Pavala Syamala (born Nethi Syamala; 1951 – 28 July 2026) was an Indian actress from Andhra Pradesh. She primarily played supporting roles in Telugu films from 1985. Syamala made her debut in the film Babai Abbai.

==Life and career==
Nethi Syamala was born in Amaravati, Madras State, India in 1951, into a Brahmin family. She lost her mother as a child. Syamala studied till her 10th standard. She lost her husband after her daughter was born.

She was in financial distress and sought help from donors. Pawan Kalyan reportedly helped her with a sum of Rs.1 Lakh. Telangana Chief minister K. Chandra Sekhar Rao also helped her with an amount of Rs.20,000 immediately, and a monthly pension of Rs.10000. He also promised a two bedroom house from the government side.
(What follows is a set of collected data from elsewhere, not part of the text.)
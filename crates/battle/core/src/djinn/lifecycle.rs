//! Set → Standby → Set transitions and summons.

use crate::combat::{DamageKind, mitigate, strike};
use crate::config::BattleConfig;
use crate::env::{BattleEnv, SeededRng};
use crate::state::{BattleEvent, BattleState, DjinnId, DjinnState, Element, Side, UnitId};
use crate::stats::clamp_hp;
use crate::status::inflict;

/// Activates the given Set Djinn and fires their summon.
///
/// All `ids` move to Standby with a recovery timer of `ids.len() + 1`
/// rounds. Summon damage comes from the leading Djinn's override or the
/// count table; three Djinn strike every living enemy, fewer strike one
/// random living enemy. Callers validate that each id is equipped and Set.
pub fn activate(
    state: &mut BattleState,
    ids: &[DjinnId],
    env: &BattleEnv<'_>,
    config: &BattleConfig,
    rng: &mut SeededRng,
) {
    let Some(lead) = ids.first() else {
        return;
    };
    let count = ids.len();
    let recovery = count as u32 + 1;
    let round = state.round();

    for id in ids {
        if let Some(tracker) = state.party.trackers.get_mut(id) {
            tracker.state = DjinnState::Standby;
            tracker.last_activated_round = Some(round);
        }
        state.djinn_recovery.insert(id.clone(), recovery);
        state.push_event(BattleEvent::DjinnStandby {
            djinn: id.clone(),
            recovery,
        });
    }
    tracing::debug!(count, recovery, round, "djinn activated");

    let lead_definition = env.djinn().definition(lead);
    let damage = lead_definition
        .and_then(|definition| definition.summon.damage)
        .unwrap_or_else(|| config.summon_damage_for(count));
    let element = state
        .party
        .equipped_djinn
        .iter()
        .find(|djinn| &djinn.id == lead)
        .map(|djinn| djinn.element)
        .unwrap_or(Element::Neutral);

    let living = state.living_ids(Side::Enemy);
    let targets: Vec<UnitId> = if count >= BattleConfig::MAX_EQUIPPED_DJINN {
        living
    } else {
        rng.pick(&living).cloned().into_iter().collect()
    };

    state.push_event(BattleEvent::Summon {
        djinn: ids.to_vec(),
        damage,
        targets: targets.clone(),
    });

    let statuses: Vec<_> = ids
        .iter()
        .filter_map(|id| env.djinn().definition(id))
        .filter_map(|definition| definition.summon.status.clone())
        .collect();

    for target in &targets {
        let Some(unit) = state.unit(target) else {
            continue;
        };
        let amount = mitigate(f64::from(damage), DamageKind::Summon, element, unit);
        strike(state, None, target, amount, element);

        for status in &statuses {
            if inflict(state, target, status.clone()).is_none() {
                break;
            }
        }
    }

    clamp_party_hp(state);
}

/// Advances every recovery timer by one round.
///
/// Djinn whose timer reaches zero return to Set. Party HP is clamped to the
/// recomputed maximums afterwards.
pub fn recover(state: &mut BattleState) {
    let mut recovered = Vec::new();
    for (id, timer) in state.djinn_recovery.iter_mut() {
        *timer = timer.saturating_sub(1);
        if *timer == 0 {
            recovered.push(id.clone());
        }
    }

    for id in recovered {
        state.djinn_recovery.remove(&id);
        if let Some(tracker) = state.party.trackers.get_mut(&id) {
            tracker.state = DjinnState::Set;
        }
        tracing::debug!(djinn = %id, "djinn recovered");
        state.push_event(BattleEvent::DjinnRecovered { djinn: id });
    }

    clamp_party_hp(state);
}

fn clamp_party_hp(state: &mut BattleState) {
    for unit in state.party.units.iter_mut() {
        clamp_hp(unit);
    }
}

#[cfg(test)]
mod tests {
    use std::collections::HashMap;

    use super::*;
    use crate::env::{AbilityDefinition, AbilityOracle, DjinnDefinition, DjinnOracle};
    use crate::state::{AbilityId, EncounterId, StatusEffect, StatusKind, Team, Unit};
    use crate::stats::Stats;

    struct Fixture {
        djinn: HashMap<DjinnId, DjinnDefinition>,
    }

    impl AbilityOracle for Fixture {
        fn definition(&self, _id: &AbilityId) -> Option<&AbilityDefinition> {
            None
        }
    }

    impl DjinnOracle for Fixture {
        fn definition(&self, id: &DjinnId) -> Option<&DjinnDefinition> {
            self.djinn.get(id)
        }
    }

    fn fixture() -> Fixture {
        let mut sleet = DjinnDefinition::new("sleet", Element::Jupiter);
        sleet.summon.status = Some(StatusEffect::Stun { duration: 1 });
        let djinn = [
            DjinnDefinition::new("flint", Element::Venus),
            DjinnDefinition::new("gust", Element::Jupiter),
            DjinnDefinition::new("forge", Element::Mars).with_summon_damage(500),
            sleet,
        ];
        Fixture {
            djinn: djinn.into_iter().map(|d| (d.id.clone(), d)).collect(),
        }
    }

    fn battle(djinn: &[(&str, Element)]) -> BattleState {
        let mut party = Team::new();
        party
            .add_unit(Unit::new("isaac", Element::Venus, Stats::new(100, 20, 10, 5, 8, 7)))
            .unwrap();
        for (id, element) in djinn {
            party.equip_djinn(DjinnId::from(*id), *element).unwrap();
        }
        let enemies = vec![
            Unit::new("slime_a", Element::Mercury, Stats::new(400, 0, 8, 10, 4, 5)),
            Unit::new("slime_b", Element::Mercury, Stats::new(400, 0, 8, 10, 4, 5)),
        ];
        BattleState::new(EncounterId::from("test"), 1, party, enemies)
    }

    #[test]
    fn two_djinn_recover_after_three_rounds() {
        let fixture = fixture();
        let env = BattleEnv::new(&fixture, &fixture);
        let mut state = battle(&[("flint", Element::Venus), ("gust", Element::Jupiter)]);
        let ids = [DjinnId::from("flint"), DjinnId::from("gust")];

        activate(&mut state, &ids, &env, &BattleConfig::default(), &mut SeededRng::new(9));
        assert_eq!(state.djinn_recovery.get(&ids[0]), Some(&3));
        assert_eq!(state.party.djinn_state(&ids[1]), Some(DjinnState::Standby));

        recover(&mut state);
        recover(&mut state);
        assert_eq!(state.party.djinn_state(&ids[0]), Some(DjinnState::Standby));
        recover(&mut state);
        assert_eq!(state.party.djinn_state(&ids[0]), Some(DjinnState::Set));
        assert_eq!(state.party.djinn_state(&ids[1]), Some(DjinnState::Set));
        assert!(state.djinn_recovery.is_empty());
    }

    #[test]
    fn single_summon_hits_one_enemy_for_table_damage() {
        let fixture = fixture();
        let env = BattleEnv::new(&fixture, &fixture);
        let mut state = battle(&[("flint", Element::Venus)]);

        activate(
            &mut state,
            &[DjinnId::from("flint")],
            &env,
            &BattleConfig::default(),
            &mut SeededRng::new(9),
        );
        let damaged: Vec<_> = state.enemies.iter().filter(|u| u.current_hp < 400).collect();
        assert_eq!(damaged.len(), 1);
        assert_eq!(damaged[0].current_hp, 320);
    }

    #[test]
    fn three_djinn_hit_everyone_with_lead_override() {
        let fixture = fixture();
        let env = BattleEnv::new(&fixture, &fixture);
        let mut state = battle(&[
            ("forge", Element::Mars),
            ("flint", Element::Venus),
            ("sleet", Element::Jupiter),
        ]);
        let ids = [
            DjinnId::from("forge"),
            DjinnId::from("flint"),
            DjinnId::from("sleet"),
        ];

        activate(&mut state, &ids, &env, &BattleConfig::default(), &mut SeededRng::new(9));
        assert!(state.enemies.iter().all(|u| u.is_ko()));
        assert_eq!(state.djinn_recovery.get(&ids[2]), Some(&4));
        assert!(
            !state
                .log
                .iter()
                .any(|e| matches!(e, BattleEvent::StatusApplied { status: StatusKind::Stun, .. }))
        );
    }
}
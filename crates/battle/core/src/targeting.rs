//! Target candidate enumeration shared by validation, execution and the
//! decision engine.

use crate::env::{AbilityDefinition, TargetMode, TargetSide};
use crate::state::{BattleState, Side, UnitId};

/// Roster a mode aims at, relative to the actor's side.
pub fn target_side(actor_side: Side, mode: TargetMode) -> Side {
    match mode.side() {
        TargetSide::Ally => actor_side,
        TargetSide::Enemy => actor_side.opponent(),
    }
}

/// Units `actor` may legally target with `ability`, in roster order.
///
/// Living units only, except that reviving abilities may also pick KO'd allies.
pub fn candidates(state: &BattleState, actor: &UnitId, ability: &AbilityDefinition) -> Vec<UnitId> {
    let Some(actor_side) = state.side_of(actor) else {
        return Vec::new();
    };
    if ability.target == TargetMode::SelfOnly {
        return vec![actor.clone()];
    }
    let side = target_side(actor_side, ability.target);
    let include_ko = ability.revive && side == actor_side;
    state
        .roster(side)
        .iter()
        .filter(|unit| include_ko || unit.is_alive())
        .map(|unit| unit.id.clone())
        .collect()
}

/// Targets an action actually hits at resolution time.
///
/// Area and self modes re-expand against the current rosters. A single
/// target that is no longer valid falls back to the first valid candidate,
/// then to the first living opposing unit. Returns an empty list when nothing
/// is left to hit.
pub fn resolve_targets(
    state: &BattleState,
    actor: &UnitId,
    ability: &AbilityDefinition,
    queued: &[UnitId],
) -> Vec<UnitId> {
    let valid = candidates(state, actor, ability);
    if ability.is_area() || ability.target == TargetMode::SelfOnly {
        return valid;
    }

    if let Some(target) = queued.first().filter(|target| valid.contains(target)) {
        return vec![target.clone()];
    }
    if let Some(first) = valid.into_iter().next() {
        return vec![first];
    }
    state
        .side_of(actor)
        .and_then(|side| state.living(side.opponent()).next())
        .map(|unit| vec![unit.id.clone()])
        .unwrap_or_default()
}
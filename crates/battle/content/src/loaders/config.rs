//! Battle configuration loader.

use std::path::Path;

use battle_core::BattleConfig;

use crate::loaders::{LoadResult, read_file};

/// Loader for [`BattleConfig`] from TOML files.
///
/// Omitted keys keep their defaults, so a file only lists what it tunes:
///
/// ```toml
/// check_invariants = true
/// poison_percent = 0.1
/// summon_damage = [90, 160, 320]
/// ```
pub struct ConfigLoader;

impl ConfigLoader {
    pub fn load(path: &Path) -> LoadResult<BattleConfig> {
        let content = read_file(path)?;
        Self::parse(&content)
    }

    pub fn parse(content: &str) -> LoadResult<BattleConfig> {
        let config: BattleConfig = toml::from_str(content)
            .map_err(|e| anyhow::anyhow!("Failed to parse config TOML: {}", e))?;
        Self::check(&config)?;
        Ok(config)
    }

    fn check(config: &BattleConfig) -> LoadResult<()> {
        let chances = [
            ("poison_percent", config.poison_percent),
            ("burn_percent", config.burn_percent),
            ("freeze_break_chance", config.freeze_break_chance),
            ("paralyze_fail_chance", config.paralyze_fail_chance),
        ];
        for (key, value) in chances {
            anyhow::ensure!(
                (0.0..=1.0).contains(&value),
                "{key} must be within [0, 1], got {value}"
            );
        }
        anyhow::ensure!(
            config.decision_tie_window >= 0.0,
            "decision_tie_window must not be negative"
        );
        Ok(())
    }
}

#[cfg(test)]
mod tests {
    use super::*;

    #[test]
    fn empty_file_yields_defaults() {
        let config = ConfigLoader::parse("").unwrap();
        assert_eq!(config.poison_percent, BattleConfig::DEFAULT_POISON_PERCENT);
        assert_eq!(config.summon_damage, BattleConfig::DEFAULT_SUMMON_DAMAGE);
    }

    #[test]
    fn overrides_listed_keys() {
        let config = ConfigLoader::parse(
            "check_invariants = true\nburn_percent = 0.2\nsummon_damage = [90, 160, 320]\n",
        )
        .unwrap();
        assert!(config.check_invariants);
        assert_eq!(config.burn_percent, 0.2);
        assert_eq!(config.summon_damage_for(2), 160);
        assert_eq!(config.paralyze_fail_chance, BattleConfig::DEFAULT_PARALYZE_FAIL_CHANCE);
    }

    #[test]
    fn rejects_out_of_range_chances() {
        let err = ConfigLoader::parse("freeze_break_chance = 1.5").unwrap_err();
        assert!(err.to_string().contains("freeze_break_chance"));
    }
}
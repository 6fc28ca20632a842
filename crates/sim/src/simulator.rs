//! Whole-battle driver.

use battle_core::{BattleCommand, BattleEngine, BattleState};

use crate::error::SimError;
use crate::policy::Policy;
use crate::report::RunSummary;
use crate::transcript::Transcript;

/// A finished (or abandoned) battle and the transcript that reproduces it.
#[derive(Clone, Debug)]
pub struct BattleRecord {
    pub transcript: Transcript,
    pub state: BattleState,
}

impl BattleRecord {
    pub fn summary(&self) -> RunSummary {
        RunSummary::from_state(&self.state)
    }
}

/// Runs battles to completion with a party policy.
#[derive(Clone, Copy, Debug)]
pub struct Simulator<'a> {
    engine: BattleEngine<'a>,
    round_limit: u32,
}

impl<'a> Simulator<'a> {
    pub const DEFAULT_ROUND_LIMIT: u32 = 100;

    pub fn new(engine: BattleEngine<'a>) -> Self {
        Self {
            engine,
            round_limit: Self::DEFAULT_ROUND_LIMIT,
        }
    }

    /// Battles still running after this many rounds are abandoned.
    pub fn with_round_limit(mut self, rounds: u32) -> Self {
        self.round_limit = rounds.max(1);
        self
    }

    pub fn engine(&self) -> &BattleEngine<'a> {
        &self.engine
    }

    /// Plays `initial` until a side wins or the round limit is reached.
    pub fn run(
        &self,
        initial: &BattleState,
        policy: &mut dyn Policy,
    ) -> Result<BattleRecord, SimError> {
        let mut state = initial.clone();
        let mut commands: Vec<BattleCommand> = Vec::new();

        while !state.is_over() {
            if state.round() > self.round_limit {
                tracing::warn!(
                    seed = state.seed,
                    rounds = self.round_limit,
                    "round limit reached, abandoning battle"
                );
                break;
            }

            let mut round = policy.plan_round(&self.engine, &state)?;
            round.push(BattleCommand::commit());
            round.push(BattleCommand::execute_round());

            let outcome = self.engine.execute_all(&state, &round)?;
            tracing::debug!(
                round = state.round(),
                events = outcome.events.len(),
                "round resolved"
            );
            state = outcome.state;
            commands.extend(round);
        }

        tracing::debug!(
            seed = state.seed,
            phase = %state.phase(),
            rounds = state.round(),
            "battle finished"
        );
        let transcript = Transcript::record(initial, policy.name(), commands, &state);
        Ok(BattleRecord { transcript, state })
    }

    /// Runs one battle per seed, building each initial state with `setup`.
    pub fn batch(
        &self,
        seeds: impl IntoIterator<Item = u32>,
        mut setup: impl FnMut(u32) -> Result<BattleState, SimError>,
        policy: &mut dyn Policy,
    ) -> Result<Vec<RunSummary>, SimError> {
        seeds
            .into_iter()
            .map(|seed| {
                let initial = setup(seed)?;
                Ok(self.run(&initial, policy)?.summary())
            })
            .collect()
    }
}
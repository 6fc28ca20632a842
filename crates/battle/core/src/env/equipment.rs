use crate::state::{AbilityId, Element, EquipmentId};
use crate::stats::Stats;

pub trait EquipmentOracle: Send + Sync {
    fn definition(&self, id: &EquipmentId) -> Option<&EquipmentDefinition>;
}

/// Slot an equipment piece occupies in a unit's loadout.
#[derive(
    Clone,
    Copy,
    Debug,
    PartialEq,
    Eq,
    PartialOrd,
    Ord,
    Hash,
    strum::Display,
    strum::EnumString,
    strum::EnumIter,
)]
#[cfg_attr(feature = "serde", derive(serde::Serialize, serde::Deserialize))]
#[strum(serialize_all = "snake_case", ascii_case_insensitive)]
pub enum EquipmentSlot {
    Weapon,
    Armor,
    Helm,
    Boots,
    Accessory,
}

impl EquipmentSlot {
    pub const fn index(self) -> usize {
        match self {
            EquipmentSlot::Weapon => 0,
            EquipmentSlot::Armor => 1,
            EquipmentSlot::Helm => 2,
            EquipmentSlot::Boots => 3,
            EquipmentSlot::Accessory => 4,
        }
    }
}

bitflags::bitflags! {
    /// Special behaviors granted by an equipment piece.
    #[derive(Clone, Copy, Debug, PartialEq, Eq, Hash, Default)]
    #[cfg_attr(feature = "serde", derive(serde::Serialize, serde::Deserialize))]
    pub struct EquipmentFlags: u8 {
        /// Wearer acts before every unit without this flag.
        const ALWAYS_FIRST = 1 << 0;
    }
}

/// Elemental damage reduction carried by armor.
#[derive(Clone, Copy, Debug, PartialEq)]
#[cfg_attr(feature = "serde", derive(serde::Serialize, serde::Deserialize))]
pub struct ElementalResist {
    pub element: Element,
    /// Fraction of psynergy damage removed (0.2 = 20%).
    pub percent: f64,
}

/// Static definition of an equipment piece.
///
/// Loadouts store full definitions so the stats pipeline never needs an
/// oracle lookup mid-battle.
#[derive(Clone, Debug, PartialEq)]
#[cfg_attr(feature = "serde", derive(serde::Serialize, serde::Deserialize))]
pub struct EquipmentDefinition {
    pub id: EquipmentId,
    pub slot: EquipmentSlot,
    #[cfg_attr(feature = "serde", serde(default))]
    pub bonuses: Stats,
    /// Only units of this element may equip the piece.
    #[cfg_attr(feature = "serde", serde(default))]
    pub element: Option<Element>,
    #[cfg_attr(feature = "serde", serde(default))]
    pub flags: EquipmentFlags,
    #[cfg_attr(feature = "serde", serde(default))]
    pub resist: Option<ElementalResist>,
    /// Ability unlocked while equipped.
    #[cfg_attr(feature = "serde", serde(default))]
    pub unlocks: Option<AbilityId>,
}

impl EquipmentDefinition {
    pub fn new(id: impl Into<EquipmentId>, slot: EquipmentSlot, bonuses: Stats) -> Self {
        Self {
            id: id.into(),
            slot,
            bonuses,
            element: None,
            flags: EquipmentFlags::empty(),
            resist: None,
            unlocks: None,
        }
    }

    pub fn with_flags(mut self, flags: EquipmentFlags) -> Self {
        self.flags = flags;
        self
    }

    pub fn with_resist(mut self, element: Element, percent: f64) -> Self {
        self.resist = Some(ElementalResist { element, percent });
        self
    }

    pub fn restricted_to(mut self, element: Element) -> Self {
        self.element = Some(element);
        self
    }

    pub fn can_equip(&self, element: Element) -> bool {
        self.element.is_none_or(|required| required == element)
    }
}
Syamala died from a heart attack on 28 July 2026.

==Filmography==
- Challenge (1984)
- Srivariki Premalekha (1984)
- Babai Abbai (1985)
- Mogudu Pellalu (1985)
- Ida Prapancham (1987)
- Swarnakamalam (1988)
- Jeevana Ganga (1988)
- Donga Kollu (1988)
- Vivaha Bhojanambu (1988)
- Mouna Poratam (1989)
- Karthavyam (1990)
- Papa Kosam (1990)
- Gang War (1992)
- Babai Hotel (1992)
- Errodu (1995)
- Cheemala Dandu (1995)
- Kondapalli Rathaiah (1995)
- Cheekati Suryulu (1998)
- Suswagatham (1998)
- Premaku Velayara (1999)
- Kodanda Ramudu (2000)
- Dadagiri (2001)
- Manasantha Nuvve (2001)
- Kalisinaduddam (2001)
- Allari Ramudu (2002)
- 2 Much (2002)
- Nee Thodu Kavali (2002)
- Premalo Pavani Kalyan (2002)
- Indra (2002)
- Seema Simham (2002)
- Khadgam (2002)
- Eeshwar (2002)
- Swatantram (2002)
- Ninne Istapaddanu (2003)
- Dongodu (2003)
- Dham (2003)
- Tagore (2003)
- Maa Bapu Bommaku Pellanta (2003)
- Andhrawala (2004)
- Varsham (2004)
- Arjun (2004)
- Gowri (2004)
- Nuvvostanante Nenoddantana (2005)
- Ayodhya (2005)
- Andagadu (2005)
- Modati Cinema (2005)
- Kamli (2006)
- Roommates (2006)
- Sri Krishna 2006 (2006)
- Happy (2006)
- Bahumathi (2007)
- Aata (2007)
- Lakshmi Kalyanam (2007)
- Bangaru Kanda (2007)
- Vijayadasami (2007)
- Maharajasri (2007)
- Anasuya (2007)
- Blade Babji (2007)
- Rainbow (2008)
- Souryam (2008)
- Baladoor (2008)
- John Apparao 40 Plus (2008)
- Junction (2009)
- Padaharella Vayasu (2009)
- Snehituda (2009)
- Maska (2009)
- Kedi (2010)
- Collector Gari Bharya (2010)
- Maa Aayana Bangaram (2010)
- Dammunodu (2010)
- Golimaar (2010)
- Mangala (2011)
- Srimannarayana (2012)
- Maa Abbayi Engineering Student (2012)
- D for Dopidi (2013)
- Gurudu (2013)
- Chandamama Kathalu (2014)
- Emo Gurram Egaravachu (2014)
- Galipatam (2014)
- Drushyam (2014)
- Babu Bangaram (2016)
- Guntur Talkies (2016)
- Shourya (2016)
- Nenu Local (2017)
- Mathu Vadalara (2019)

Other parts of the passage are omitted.